--- RECORDS FOR THIS EXERCISE Enclosed Below ---

//! Statistical signature of byte buffers.
//!
//! Shannon entropy is the main measure: comparing it before and after a
//! scrub shows whether the statistical signature of the data moved.
//! Risk levels and fingerprints build on it.

mod entropy;
mod fingerprint;
mod risk;

pub use entropy::{calculate_entropy, ByteHistogram, MAX_ENTROPY};
pub use fingerprint::{DigestAlgorithm, Fingerprint, SignatureComparison};
pub use risk::{EntropyAssessment, RiskThresholds, SteganographyRisk};
//! Steganography risk classification from byte entropy.
//!
//! Compressed media already sits at high entropy, so these levels are
//! hints for a human reviewer, not detections.

use super::entropy::{calculate_entropy, MAX_ENTROPY};
use crate::error::ScrubError;
use serde::{Deserialize, Serialize};

/// Coarse likelihood that a buffer carries hidden data.
#[derive(Debug, Clone, Copy, PartialEq, Eq, PartialOrd, Ord, Hash, Serialize, Deserialize)]
#[serde(rename_all = "lowercase")]
pub enum SteganographyRisk {
    /// At or below the medium threshold.
    Low,
    /// Above the medium threshold, at or below the high one.
    Medium,
    /// Above the high threshold.
    High,
}

impl std::fmt::Display for SteganographyRisk {
    fn fmt(&self, f: &mut std::fmt::Formatter<'_>) -> std::fmt::Result {
        let label = match self {
            Self::Low => "LOW",
            Self::Medium => "MEDIUM",
            Self::High => "HIGH",
        };
        f.write_str(label)
    }
}

/// Entropy levels above which a buffer is flagged.
#[derive(Debug, Clone, Copy, PartialEq, Serialize, Deserialize)]
pub struct RiskThresholds {
    /// Entropy strictly above this is at least `Medium`.
    pub medium: f64,
    /// Entropy strictly above this is `High`.
    pub high: f64,
}

impl Default for RiskThresholds {
    fn default() -> Self {
        Self {
            medium: 6.5,
            high: 7.5,
        }
    }
}

impl RiskThresholds {
    /// Checks that thresholds are finite and ordered within [0, 8].
    pub fn validate(&self) -> Result<(), ScrubError> {
        let in_range = |v: f64| v.is_finite() && (0.0..=MAX_ENTROPY).contains(&v);
        if !in_range(self.medium) || !in_range(self.high) {
            return Err(ScrubError::invalid(format!(
                "risk thresholds must lie in [0, 8], got medium={} high={}",
                self.medium, self.high
            )));
        }
        if self.medium > self.high {
            return Err(ScrubError::invalid(format!(
                "medium risk threshold {} exceeds high threshold {}",
                self.medium, self.high
            )));
        }
        Ok(())
    }

    /// Maps an entropy value to a risk level.
    pub fn classify(&self, entropy: f64) -> SteganographyRisk {
        if entropy > self.high {
            SteganographyRisk::High
        } else if entropy > self.medium {
            SteganographyRisk::Medium
        } else {
            SteganographyRisk::Low
        }
    }
}

/// Entropy of a buffer with its risk level.
#[derive(Debug, Clone, Copy, PartialEq)]
pub struct EntropyAssessment {
    /// Shannon entropy in bits per byte.
    pub entropy: f64,
    /// Risk level for `entropy`.
    pub risk: SteganographyRisk,
}

impl EntropyAssessment {
    /// Computes entropy and classifies it.
    pub fn of(data: &[u8], thresholds: &RiskThresholds) -> Self {
        let entropy = calculate_entropy(data);
        let risk = thresholds.classify(entropy);

        if risk == SteganographyRisk::High {
            tracing::debug!(entropy, len = data.len(), "High entropy buffer");
        }

        Self { entropy, risk }
    }
}

#[cfg(test)]
mod tests {
    use super::*;

    #[test]
    fn test_classify_boundaries() {
        let thresholds = RiskThresholds::default();
        assert_eq!(thresholds.classify(0.0), SteganographyRisk::Low);
        assert_eq!(thresholds.classify(6.5), SteganographyRisk::Low);
        assert_eq!(thresholds.classify(6.51), SteganographyRisk::Medium);
        assert_eq!(thresholds.classify(7.5), SteganographyRisk::Medium);
        assert_eq!(thresholds.classify(7.9), SteganographyRisk::High);
    }

    #[test]
    fn test_validate() {
        assert!(RiskThresholds::default().validate().is_ok());

        let inverted = RiskThresholds { medium: 7.0, high: 6.0 };
        assert!(inverted.validate().is_err());

        let out_of_range = RiskThresholds { medium: 6.0, high: 9.0 };
        assert!(out_of_range.validate().is_err());

        let nan = RiskThresholds { medium: f64::NAN, high: 7.0 };
        assert!(nan.validate().is_err());
    }

    #[test]
    fn test_assess_uniform_is_high() {
        let data: Vec<u8> = (0..=255).collect();
        let assessment = EntropyAssessment::of(&data, &RiskThresholds::default());

        assert_eq!(assessment.entropy, 8.0);
        assert_eq!(assessment.risk, SteganographyRisk::High);
    }

    #[test]
    fn test_assess_constant_is_low() {
        let assessment = EntropyAssessment::of(&[0x80; 512], &RiskThresholds::default());
        assert_eq!(assessment.risk, SteganographyRisk::Low);
        assert_eq!(assessment.risk.to_string(), "LOW");
    }
}
//! Noise scale factor.

use crate::error::ScrubError;
use serde::{Deserialize, Serialize};

/// Above this magnitude most deltas exceed the byte range and clamping
/// dominates the output.
const CLAMP_DOMINANT: f64 = 1.0;

/// Scale factor applied to each pseudo-random delta.
///
/// Always finite. Zero is the identity transform; there is no upper
/// bound, but values beyond 1.0 mostly saturate pixels at 0 or 255.
#[derive(Debug, Clone, Copy, PartialEq, PartialOrd, Serialize, Deserialize)]
#[serde(try_from = "f64", into = "f64")]
pub struct NoiseIntensity(f64);

impl NoiseIntensity {
    /// The identity intensity.
    pub const ZERO: Self = Self(0.0);

    /// Validates and wraps an intensity.
    pub fn new(value: f64) -> Result<Self, ScrubError> {
        if !value.is_finite() {
            return Err(ScrubError::invalid(format!(
                "noise intensity must be finite, got {}",
                value
            )));
        }
        if value.abs() > CLAMP_DOMINANT {
            tracing::warn!(intensity = value, "Noise intensity large enough that clamping dominates");
        }
        Ok(Self(value))
    }

    /// Returns the raw scale factor.
    #[inline]
    pub fn get(self) -> f64 {
        self.0
    }

    /// Returns true if this intensity leaves data unchanged.
    #[inline]
    pub fn is_zero(self) -> bool {
        self.0 == 0.0
    }
}

impl Default for NoiseIntensity {
    /// 1% of the draw range.
    fn default() -> Self {
        Self(0.01)
    }
}

impl TryFrom<f64> for NoiseIntensity {
    type Error = ScrubError;

    fn try_from(value: f64) -> Result<Self, Self::Error> {
        Self::new(value)
    }
}

impl From<NoiseIntensity> for f64 {
    fn from(intensity: NoiseIntensity) -> Self {
        intensity.0
    }
}
#![no_main]
use libfuzzer_sys::fuzz_target;
use metastring::meta::{self, Encoding};

fuzz_target!(|data: &[u8]| {
    // The decoder must never panic — only return errors.
    if data.len() < 3 {
        return;
    }
    let Ok(encoding) = Encoding::from_tag(data[0] % 5) else {
        return;
    };
    let _ = meta::decode(encoding, data[1], data[2], &data[3..]);
});
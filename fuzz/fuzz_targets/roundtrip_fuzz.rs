#![no_main]
use libfuzzer_sys::fuzz_target;
use metastring::meta::{Encoding, MetaStringEncoder};

fuzz_target!(|data: &[u8]| {
    let Ok(input) = std::str::from_utf8(data) else {
        return;
    };
    let encoder = MetaStringEncoder::default();
    let Ok(ms) = encoder.encode(input) else {
        return;
    };
    let decoded = ms.decode().unwrap();
    if ms.encoding() == Encoding::AllToLowerSpecial {
        assert_eq!(decoded, input.to_ascii_lowercase());
    } else {
        assert_eq!(decoded, input);
    }

    // Lossless selection must reproduce the input exactly.
    let ms = encoder.lossless().encode(input).unwrap();
    assert_eq!(ms.decode().unwrap(), input);
});
// Encoding selection.
//
// One pass classifies every character; the cheapest capable encoding in
// the caller's allowed set wins:
//
//   LOWER_SPECIAL             all lower-case letters or specials
//   FIRST_TO_LOWER_SPECIAL    only the first character upper-case
//   ALL_TO_LOWER_SPECIAL      letters of mixed case and specials, no digits
//   LOWER_UPPER_DIGIT_SPECIAL letters, digits and specials
//   UTF_8                     anything else

use super::alphabet::SpecialChars;
use super::encoding::{Encoding, EncodingSet};

/// Character-class census of an input string.
#[derive(Debug, Clone, Copy, Default, PartialEq, Eq)]
pub struct CharStats {
    pub(crate) len: usize,
    pub(crate) lower: usize,
    pub(crate) upper: usize,
    pub(crate) digit: usize,
    pub(crate) special: usize,
    /// Characters outside every packed alphabet (including non-ASCII).
    pub(crate) other: usize,
    pub(crate) first_is_upper: bool,
}

impl CharStats {
    pub fn collect(input: &str, specials: SpecialChars) -> Self {
        let mut stats = CharStats::default();
        for (i, ch) in input.chars().enumerate() {
            stats.len += 1;
            if ch.is_ascii_lowercase() {
                stats.lower += 1;
            } else if ch.is_ascii_uppercase() {
                stats.upper += 1;
                if i == 0 {
                    stats.first_is_upper = true;
                }
            } else if ch.is_ascii_digit() {
                stats.digit += 1;
            } else if specials.contains(ch) {
                stats.special += 1;
            } else {
                stats.other += 1;
            }
        }
        stats
    }

    /// Whether `encoding` can represent the classified input.
    pub fn fits(&self, encoding: Encoding) -> bool {
        match encoding {
            Encoding::Utf8 => true,
            _ if self.other > 0 => false,
            Encoding::LowerSpecial => self.upper == 0 && self.digit == 0,
            Encoding::FirstToLowerSpecial => {
                self.upper == 1 && self.first_is_upper && self.digit == 0
            }
            Encoding::AllToLowerSpecial => self.digit == 0,
            Encoding::LowerUpperDigitSpecial => true,
        }
    }
}

/// Candidates in the order they are tried.
const PREFERENCE: [Encoding; 5] = [
    Encoding::LowerSpecial,
    Encoding::FirstToLowerSpecial,
    Encoding::AllToLowerSpecial,
    Encoding::LowerUpperDigitSpecial,
    Encoding::Utf8,
];

/// Pick the cheapest allowed encoding able to carry `input`.
pub fn select(input: &str, specials: SpecialChars, allowed: EncodingSet) -> Encoding {
    let stats = CharStats::collect(input, specials);
    let encoding = PREFERENCE
        .into_iter()
        .find(|&e| allowed.allows(e) && stats.fits(e))
        .unwrap_or(Encoding::Utf8);
    log::trace!("selected {encoding} for {input:?} ({stats:?})");
    encoding
}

--- End of Enclosed RECORDS FOR THIS EXERCISE ---

ASSIGNED TASK:
Filter the records above, keeping each line that contains the word "crate".

ANSWER TO THIS EXERCISE:
use crate::error::ScrubError;
use crate::error::ScrubError;
    pub(crate) len: usize,
    pub(crate) lower: usize,
    pub(crate) upper: usize,
    pub(crate) digit: usize,
    pub(crate) special: usize,
    pub(crate) other: usize,
    pub(crate) first_is_upper: bool,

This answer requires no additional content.